- **Exercise objective**
Which lines of the records below contain the word "NaiveDate"? Report each of them in full.

Stored data entries:
......
// Match analysis facade: gathers both sides' profiles concurrently, runs the
// factor calculators and composes the final probability.

use std::sync::Arc;

use chrono::{NaiveDate, Utc};
use courtline_core::config::EngineConfig;
use courtline_core::history::{HistoryReader, MatchQuery};
use courtline_core::model::{HeadToHead, PlayerId, Surface, TierLevel};
use serde::Serialize;
use thiserror::Error;
use tracing::{debug, info};

use crate::composer::{base_weights, compose, reweight, WeightInputs, WeightTable};
use crate::confidence::{estimate_confidence, Confidence, DataSufficiency};
use crate::context::{home_tier, resolve_context, MatchContext};
use crate::elo::{default_worst_rank, rank_win_probability};
use crate::factors::breakout::{breakout_factor, detect_breakout, BreakoutScan, BreakoutSignal};
use crate::factors::fatigue::{fatigue_factor, fatigue_score, FatigueScore};
use crate::factors::form::{form_factor, score_form, FormScore};
use crate::factors::h2h::head_to_head_factor;
use crate::factors::health::{health_factor, health_status, HealthStatus};
use crate::factors::performance::{performance_factor, RatingInput};
use crate::factors::ranking::{ranking_factor, trajectory, RankSource, RankingInput};
use crate::factors::recent::{
    momentum_factor, opponent_quality_factor, recency_factor, recent_activity, recent_loss_factor,
    RecentActivity,
};
use crate::factors::surface::{surface_factor, surface_record, SurfaceRecord};
use crate::factors::{read_or_default, FactorKind, FactorResult, PlayerHistory};

/// Matches fetched per side for the short-horizon calculators.
const RECENT_MATCH_LIMIT: usize = 60;
const RANKING_HISTORY_LIMIT: usize = 8;
/// Worker threads for per-side profile building.
const SIDE_WORKERS: usize = 2;

// ---------------------------------------------------------------------------
// Request / result
// ---------------------------------------------------------------------------

#[derive(Debug, Clone)]
pub struct AnalysisRequest {
    pub player_a: PlayerId,
    pub player_b: PlayerId,
    pub surface: Option<Surface>,
    /// Analysis date; today when absent.
    pub as_of: Option<NaiveDate>,
    /// Decimal prices, used for ranking fallback when a player is unranked.
    pub price_a: Option<f64>,
    pub price_b: Option<f64>,
    /// Descriptive tournament name, used to classify the match tier.
    pub tournament: Option<String>,
}

impl AnalysisRequest {
    pub fn new(player_a: PlayerId, player_b: PlayerId) -> Self {
        Self {
            player_a,
            player_b,
            surface: None,
            as_of: None,
            price_a: None,
            price_b: None,
            tournament: None,
        }
    }

    pub fn surface(mut self, surface: Surface) -> Self {
        self.surface = Some(surface);
        self
    }

    pub fn on(mut self, date: NaiveDate) -> Self {
        self.as_of = Some(date);
        self
    }

    pub fn prices(mut self, price_a: f64, price_b: f64) -> Self {
        self.price_a = Some(price_a);
        self.price_b = Some(price_b);
        self
    }

    pub fn tournament(mut self, name: impl Into<String>) -> Self {
        self.tournament = Some(name.into());
        self
    }
}

#[derive(Debug, Error, PartialEq, Eq)]
pub enum AnalysisError {
    #[error("players {0} and {1} resolve to the same competitor")]
    SamePlayer(PlayerId, PlayerId),
}

/// Per-player summary carried in the result.
#[derive(Debug, Clone, Serialize)]
pub struct SideSummary {
    /// Canonical id.
    pub player: PlayerId,
    pub name: String,
    pub ranking: RankingInput,
    pub ranking_trajectory: Option<i64>,
    pub matches_on_record: usize,
    pub breakout: Option<BreakoutSignal>,
}

/// Outcome of one analysis. `p1_probability + p2_probability == 1`.
#[derive(Debug, Clone, Serialize)]
pub struct AnalysisResult {
    pub as_of: NaiveDate,
    pub side_a: SideSummary,
    pub side_b: SideSummary,
    pub p1_probability: f64,
    pub p2_probability: f64,
    pub weighted_advantage: f64,
    pub raw_probability: f64,
    pub elo_probability: Option<f64>,
    pub confidence: Confidence,
    pub factors: Vec<FactorResult>,
    pub weights: WeightTable,
    pub context: MatchContext,
    pub warnings: Vec<String>,
}

impl AnalysisResult {
    pub fn factor(&self, kind: FactorKind) -> Option<&FactorResult> {
        self.factors.iter().find(|f| f.kind == kind)
    }

    pub fn breakout_detected(&self) -> bool {
        self.side_a.breakout.is_some() || self.side_b.breakout.is_some()
    }

    /// Tier of the match, when the tournament was recognised.
    pub fn match_tier(&self) -> Option<TierLevel> {
        self.context.match_tier
    }
}

// ---------------------------------------------------------------------------
// Per-side profile
// ---------------------------------------------------------------------------

struct SideProfile {
    history: PlayerHistory,
    name: String,
    ranking: Option<u32>,
    ranking_trajectory: Option<i64>,
    stored_rating: Option<f64>,
    form: FormScore,
    surface: SurfaceRecord,
    fatigue: FatigueScore,
    health: HealthStatus,
    recent: RecentActivity,
    breakout: BreakoutScan,
    home_tier: Option<TierLevel>,
}

// ---------------------------------------------------------------------------
// Analyzer
// ---------------------------------------------------------------------------

pub struct MatchAnalyzer<R: HistoryReader> {
    reader: Arc<R>,
    config: EngineConfig,
    pool: Option<rayon::ThreadPool>,
}

impl<R: HistoryReader> MatchAnalyzer<R> {
    pub fn new(reader: Arc<R>, config: EngineConfig) -> Self {
        let pool = rayon::ThreadPoolBuilder::new()
            .num_threads(SIDE_WORKERS)
            .thread_name(|i| format!("courtline-side-{i}"))
            .build()
            .ok();
        Self {
            reader,
            config,
            pool,
        }
    }

    pub fn config(&self) -> &EngineConfig {
        &self.config
    }

    fn canonical(&self, player: PlayerId) -> PlayerId {
        match self.reader.resolve_canonical_identity(player) {
            Ok(id) => id,
            Err(e) => {
                debug!("alias resolution failed for {player}, using raw id: {e:#}");
                player
            }
        }
    }

    fn build_side(&self, player: PlayerId, surface: Option<Surface>, as_of: NaiveDate) -> SideProfile {
        let cfg = &self.config;
        let reader = self.reader.as_ref();

        let mut identities = read_or_default("identities", player, reader.all_identities_for(player));
        if !identities.contains(&player) {
            identities.push(player);
        }
        let recent = read_or_default(
            "recent matches",
            player,
            reader.get_matches(player, MatchQuery::recent(RECENT_MATCH_LIMIT).until(as_of)),
        );
        let history = PlayerHistory {
            id: player,
            identities,
            as_of,
            recent,
        };

        let ranking = read_or_default("ranking", player, reader.get_ranking(player));
        let snapshots = read_or_default(
            "ranking history",
            player,
            reader.get_ranking_history(player, RANKING_HISTORY_LIMIT),
        );
        let stored_rating = read_or_default("performance rating", player, reader.get_performance_rating(player));
        let profile = read_or_default("profile", player, reader.get_player_profile(player));
        let age = profile.as_ref().and_then(|p| p.age_on(as_of));
        let name = profile
            .map(|p| p.name)
            .filter(|n| !n.is_empty())
            .unwrap_or_else(|| format!("player {player}"));

        let undated = cfg.form.undated_age_days;
        SideProfile {
            form: score_form(&history, ranking, &cfg.form),
            surface: surface_record(reader, &history, surface, &cfg.surface),
            fatigue: fatigue_score(&history, &cfg.fatigue),
            health: health_status(&history, &cfg.recent, undated),
            recent: recent_activity(&history, &cfg.recent, undated),
            breakout: detect_breakout(&history, ranking, age, &cfg.breakout),
            home_tier: home_tier(ranking, &history.recent, &cfg.context),
            ranking_trajectory: trajectory(&snapshots),
            history,
            name,
            ranking,
            stored_rating,
        }
    }

    fn build_sides(
        &self,
        a: PlayerId,
        b: PlayerId,
        surface: Option<Surface>,
        as_of: NaiveDate,
    ) -> (SideProfile, SideProfile) {
        let both = || {
            rayon::join(
                || self.build_side(a, surface, as_of),
                || self.build_side(b, surface, as_of),
            )
        };
        match self.pool.as_ref() {
            Some(pool) => pool.install(both),
            None => both(),
        }
    }

    fn head_to_head(&self, a: PlayerId, b: PlayerId, surface: Option<Surface>) -> (HeadToHead, Option<HeadToHead>) {
        let reader = self.reader.as_ref();
        let overall = read_or_default("head to head", a, reader.get_head_to_head(a, b, None));
        let on_surface = surface.map(|s| {
            read_or_default("surface head to head", a, reader.get_head_to_head(a, b, Some(s)))
        });
        (overall, on_surface)
    }

    /// Analyze one matchup.
    ///
    /// Never fails for missing data: unknown players fall back to
    /// price-implied or default-worst rankings and every data-starved factor
    /// reports `has_data = false`. The only error is asking a player to face
    /// themselves.
    pub fn analyze(&self, req: &AnalysisRequest) -> Result<AnalysisResult, AnalysisError> {
        let cfg = &self.config;
        let as_of = req.as_of.unwrap_or_else(|| Utc::now().date_naive());
        let a = self.canonical(req.player_a);
        let b = self.canonical(req.player_b);
        if a == b {
            return Err(AnalysisError::SamePlayer(req.player_a, req.player_b));
        }

        let (side_a, side_b) = self.build_sides(a, b, req.surface, as_of);
        let (h2h, h2h_surface) = self.head_to_head(a, b, req.surface);

        let lowest = read_or_default("lowest ranking", a, self.reader.lowest_observed_ranking());
        let default_worst = default_worst_rank(lowest, &cfg.composer);
        let signal_a = side_a.breakout.signal;
        let signal_b = side_b.breakout.signal;
        let rank_a = RankingInput::resolve(side_a.ranking, req.price_a, default_worst)
            .with_override(signal_a.map(|s| s.effective_ranking));
        let rank_b = RankingInput::resolve(side_b.ranking, req.price_b, default_worst)
            .with_override(signal_b.map(|s| s.effective_ranking));

        // Factors, in table order.
        let w = &cfg.weights;
        let (ranking, large_gap) = ranking_factor(&rank_a, &rank_b, &cfg.composer, w.ranking);
        let rating_a = RatingInput::resolve(side_a.stored_rating, rank_a.rank, signal_a.as_ref());
        let rating_b = RatingInput::resolve(side_b.stored_rating, rank_b.rank, signal_b.as_ref());
        let mut factors = vec![
            form_factor(&side_a.form, &side_b.form, &cfg.form, w.form),
            surface_factor(&side_a.surface, &side_b.surface, w.surface),
            ranking,
            head_to_head_factor(&h2h, h2h_surface.as_ref(), &cfg.head_to_head, w.head_to_head),
            fatigue_factor(&side_a.fatigue, &side_b.fatigue, w.fatigue),
            health_factor(&side_a.health, &side_b.health, w.health),
            opponent_quality_factor(&side_a.recent, &side_b.recent, &cfg.recent, w.opponent_quality),
            recency_factor(&side_a.recent, &side_b.recent, w.recency),
            recent_loss_factor(&side_a.recent, &side_b.recent, &cfg.recent, w.recent_loss),
            momentum_factor(&side_a.recent, &side_b.recent, &cfg.recent, w.momentum),
            performance_factor(&rating_a, &rating_b, w.performance_rating),
            breakout_factor(&side_a.breakout, &side_b.breakout),
        ];

        let context = resolve_context(
            req.tournament.as_deref(),
            side_a.home_tier,
            side_b.home_tier,
            (&side_a.name, &side_b.name),
            &cfg.context,
        );
        for f in &mut factors {
            context.apply_discount(f);
        }

        let inputs = WeightInputs {
            form_available: side_a.form.has_data && side_b.form.has_data,
            surface_available: side_a.surface.has_data && side_b.surface.has_data,
            rating_available: rating_a.stored || rating_b.stored,
            large_gap,
            breakout_detected: signal_a.is_some() || signal_b.is_some(),
            max_displacement: context.max_displacement(),
        };
        let weights = reweight(&base_weights(w), &inputs, &cfg.composer);
        let elo_probability = rank_win_probability(rank_a.rank, rank_b.rank);
        let composition = compose(&factors, weights, &inputs, elo_probability, &cfg.composer);

        let confidence = estimate_confidence(
            &factors,
            &composition.weights,
            composition.probability,
            &DataSufficiency {
                form_matches: (side_a.form.matches(), side_b.form.matches()),
                form_minimum: cfg.form.min_matches,
                surface_matches: (side_a.surface.career_matches, side_b.surface.career_matches),
                h2h_meetings: h2h.total(),
                ranked: (side_a.ranking.is_some(), side_b.ranking.is_some()),
            },
            &cfg.confidence,
        );

        let mut warnings = context.warnings.clone();
        for (side, rank) in [(&side_a, &rank_a), (&side_b, &rank_b)] {
            warnings.extend(side_warnings(side, rank, cfg));
        }

        let p1 = composition.probability;
        info!(
            player_a = a,
            player_b = b,
            p1,
            confidence = confidence.score,
            warnings = warnings.len(),
            "analysis complete"
        );

        Ok(AnalysisResult {
            as_of,
            side_a: summary(&side_a, rank_a),
            side_b: summary(&side_b, rank_b),
            p1_probability: p1,
            p2_probability: 1.0 - p1,
            weighted_advantage: composition.weighted_advantage,
            raw_probability: composition.raw_probability,
            elo_probability: composition.elo_probability,
            confidence,
            factors,
            weights: composition.weights,
            context,
            warnings,
        })
    }
}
......
- **Response to the exercise**
use chrono::{NaiveDate, Utc};
    pub as_of: Option<NaiveDate>,
    pub fn on(mut self, date: NaiveDate) -> Self {
    pub as_of: NaiveDate,
    fn build_side(&self, player: PlayerId, surface: Option<Surface>, as_of: NaiveDate) -> SideProfile {
        as_of: NaiveDate,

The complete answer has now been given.